Business services are similar to client applications in that there is no inherent transactionality associated directly with them - they simply exist to host and expose business logic. On the other hand, the participants associated with business services are essentially business-logic agnostic and deal only with the transactional aspects of service invocations. This is quite useful, since it means that existing services can be given transactional support without necessarily performing any invasive procedures on them. The fact that nontransactional Web services can be given transactionality without having to rebuild the service is a real plus. It also means that transactional and business aspects of a system can be evaluated and implemented independently. With these additional pieces of the puzzle, you can now reshape the global BTP architecture shown in Figure 1.

Figure 1

Figure 1 typifies a logical BTP rollout, showing how the endpoint of each BTP actor fits into the global model. You can see that the services that expose business logic to the Web are supported by other services, called participants, that deal with the transaction management of those business-oriented services and how, importantly, there is a clean separation between the two kinds of service. There's clearly some overlap, even at this level, since application messages carry BTP contexts whenever service invocations are made within the scope of a transaction. It is here that the business logic and transaction domains begin to collide, albeit gently.

Supporting Infrastructure
For business Web services, most of the interesting work from a transactional perspective happens under the covers. Like the client application, Web services benefits from advances in SOAP server technology that support header processing before the application payload of a SOAP message is delivered. For BTP-aware Web services, you can utilize SOAP header processing to insert and extract BTP contexts on behalf of Web services in a fashion reciprocal to how header processing is performed at the client application side. Since header processing is noninvasive to the service-level business logic, you can see how the impact of making a service transactional with BTP is minimal. Figures 2 and 3 show exactly how the service is supported.

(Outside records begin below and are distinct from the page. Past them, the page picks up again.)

//! Token signing and lifetime configuration

use serde::{Deserialize, Serialize};

use super::env_or;
use crate::errors::{ConfigError, ConfigResult};

/// Minimum HMAC secret length in bytes (256 bits for HS256)
pub const MIN_SECRET_BYTES: usize = 32;

/// Minimum access token lifetime (1 minute)
pub const MIN_ACCESS_TOKEN_EXPIRY_MS: i64 = 60_000;

/// Minimum refresh token lifetime (5 minutes)
pub const MIN_REFRESH_TOKEN_EXPIRY_MS: i64 = 300_000;

/// Maximum lifetime for either class (10 years); keeps every expiry
/// representable by the durable store
pub const MAX_TOKEN_EXPIRY_MS: i64 = 3_650 * 86_400_000;

/// JWT authentication configuration
#[derive(Debug, Clone, Deserialize, Serialize)]
pub struct JwtConfig {
    /// Shared HMAC secret for signing tokens
    pub secret: String,

    /// Access token lifetime in milliseconds
    pub access_token_expiry_ms: i64,

    /// Refresh token lifetime in milliseconds
    pub refresh_token_expiry_ms: i64,

    /// Issue a new refresh token (and revoke the old one) on every refresh
    #[serde(default)]
    pub rotate_refresh_tokens: bool,
}

impl Default for JwtConfig {
    fn default() -> Self {
        Self {
            secret: String::new(),
            access_token_expiry_ms: 900_000,      // 15 minutes
            refresh_token_expiry_ms: 604_800_000, // 7 days
            rotate_refresh_tokens: false,
        }
    }
}

impl JwtConfig {
    /// Create a new JWT configuration with secret
    pub fn new(secret: impl Into<String>) -> Self {
        Self {
            secret: secret.into(),
            ..Default::default()
        }
    }

    /// Load from `JWT_*` environment variables
    pub fn from_env() -> ConfigResult<Self> {
        let defaults = Self::default();
        Ok(Self {
            secret: std::env::var("JWT_SECRET").unwrap_or_default(),
            access_token_expiry_ms: env_or(
                "JWT_ACCESS_TOKEN_EXPIRY_MS",
                defaults.access_token_expiry_ms,
            )?,
            refresh_token_expiry_ms: env_or(
                "JWT_REFRESH_TOKEN_EXPIRY_MS",
                defaults.refresh_token_expiry_ms,
            )?,
            rotate_refresh_tokens: env_or(
                "JWT_ROTATE_REFRESH_TOKENS",
                defaults.rotate_refresh_tokens,
            )?,
        })
    }

    /// Set access token expiry in milliseconds
    pub fn with_access_expiry_ms(mut self, ms: i64) -> Self {
        self.access_token_expiry_ms = ms;
        self
    }

    /// Set refresh token expiry in milliseconds
    pub fn with_refresh_expiry_ms(mut self, ms: i64) -> Self {
        self.refresh_token_expiry_ms = ms;
        self
    }

    /// Enable or disable refresh token rotation
    pub fn with_rotation(mut self, rotate: bool) -> Self {
        self.rotate_refresh_tokens = rotate;
        self
    }

    /// Check the secret and lifetimes against their bounds
    pub fn validate(&self) -> ConfigResult<()> {
        validate_secret(self.secret.as_bytes())?;

        if self.access_token_expiry_ms < MIN_ACCESS_TOKEN_EXPIRY_MS {
            return Err(ConfigError::AccessLifetimeTooShort {
                actual_ms: self.access_token_expiry_ms,
                minimum_ms: MIN_ACCESS_TOKEN_EXPIRY_MS,
            });
        }

        if self.refresh_token_expiry_ms < MIN_REFRESH_TOKEN_EXPIRY_MS {
            return Err(ConfigError::RefreshLifetimeTooShort {
                actual_ms: self.refresh_token_expiry_ms,
                minimum_ms: MIN_REFRESH_TOKEN_EXPIRY_MS,
            });
        }

        for (class, actual_ms) in [
            ("access", self.access_token_expiry_ms),
            ("refresh", self.refresh_token_expiry_ms),
        ] {
            if actual_ms > MAX_TOKEN_EXPIRY_MS {
                return Err(ConfigError::LifetimeTooLong {
                    class,
                    actual_ms,
                    maximum_ms: MAX_TOKEN_EXPIRY_MS,
                });
            }
        }

        Ok(())
    }
}

/// Reject empty or short HMAC secrets
pub fn validate_secret(secret: &[u8]) -> ConfigResult<()> {
    if secret.is_empty() {
        return Err(ConfigError::EmptySecret);
    }
    if secret.len() < MIN_SECRET_BYTES {
        return Err(ConfigError::WeakSecret {
            actual: secret.len(),
            minimum: MIN_SECRET_BYTES,
        });
    }
    Ok(())
}
//! # Infrastructure Layer
//!
//! Concrete implementations of the collaborators the AuthGate core depends on.
//!
//! ## Architecture
//!
//! - **Database**: MySQL revocation store and user directory using SQLx
//! - **Crypto**: bcrypt password hashing
//! - **Telemetry**: tracing subscriber installation driven by `LoggingConfig`
//!
//! The `ag_sweeper` binary wires these together to run the revocation
//! cleanup task against the durable store.

pub mod crypto;
pub mod database;
pub mod sweeper;
pub mod telemetry;

pub use crypto::BcryptPasswordVerifier;
pub use database::{DatabasePool, MySqlRevocationStore, MySqlUserDirectory, PoolStatistics};
pub use telemetry::init_tracing;

use ag_core::errors::DomainError;
use ag_shared::ConfigError;

/// Infrastructure-specific error types
#[derive(Debug, thiserror::Error)]
pub enum InfrastructureError {
    /// Database connection error
    #[error("Database error: {0}")]
    Database(#[from] sqlx::Error),

    /// Configuration error
    #[error("Configuration error: {0}")]
    Config(String),

    /// Startup configuration rejected by validation
    #[error(transparent)]
    InvalidConfig(#[from] ConfigError),

    /// Failure reported by a core service during wiring
    #[error(transparent)]
    Domain(#[from] DomainError),

    /// Tracing subscriber could not be installed
    #[error("Telemetry error: {0}")]
    Telemetry(String),
}
//! Revocation sweeper
//!
//! Deletes revocation records whose tokens have expired, on the configured
//! cadence, until interrupted.

use tracing::{error, info};

use ag_infra::{init_tracing, sweeper};
use ag_shared::{AppConfig, Environment, LoggingConfig};

#[tokio::main]
async fn main() -> anyhow::Result<()> {
    dotenvy::dotenv().ok();

    let environment = Environment::from_env();
    init_tracing(&LoggingConfig::from_env(environment))?;

    let config = match AppConfig::from_env() {
        Ok(config) => config,
        Err(e) => {
            error!(error = %e, "Refusing to start: invalid configuration");
            std::process::exit(1);
        }
    };

    info!(
        environment = %config.environment,
        interval_secs = config.revocation.cleanup_interval_secs,
        "Starting revocation sweeper"
    );

    let sweeps = sweeper::run(&config, async {
        if let Err(e) = tokio::signal::ctrl_c().await {
            error!(error = %e, "Failed to listen for shutdown signal");
        }
    })
    .await?;

    info!(sweeps, "Revocation sweeper stopped");
    Ok(())
}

Figure 2 demonstrates what happens when a Web service receives a request. If the request doesn't carry a BTP context, it's simply passed through the incoming context handler to other handlers and will eventually deliver its payload to the service. If, however, the request carries a BTP context, then the context is stripped out of the header of the incoming message and associated with the thread of execution within which the service's work will be executed. To achieve this, the handler resumes the transaction, using elements from the transaction manager part of the API we saw in the first article, which effectively associates (or reassociates, if this isn't the first time the same context has been received) the work performed by the service with a BTP transaction.

Figure 2

When returning from a service invocation, the reverse process occurs, as shown in Figure 3. The message from the service passes through the outgoing context handler, which checks to see if there is a transaction associated with the work that took place to produce the message. If the work was performed within the scope of a transaction, then the BTP context is inserted into the header of the message and the transaction is suspended, which effectively pauses its work for the service until additional messages with a matching context are received.

figure 3

While none of this is rocket science, it does serve to reiterate that BTP-enabling Web services is a noninvasive procedure, or at least it can be if you choose to adopt a noninvasive strategy. However, at some point every BTP deployment has to interact with existing infrastructure, and it's here that you enter a more intricate phase of development and system integration.

Participants
Participants are the last piece of the puzzle in the BTP architecture (though not quite the last piece of implementation!). You've seen how participants fit into the global BTP architecture, but I haven't yet covered the anatomy of a participant. Participants are the entities that act on behalf of business Web services in matters regarding transactionality, and they're equipped to deal with message exchanges with the transaction manager.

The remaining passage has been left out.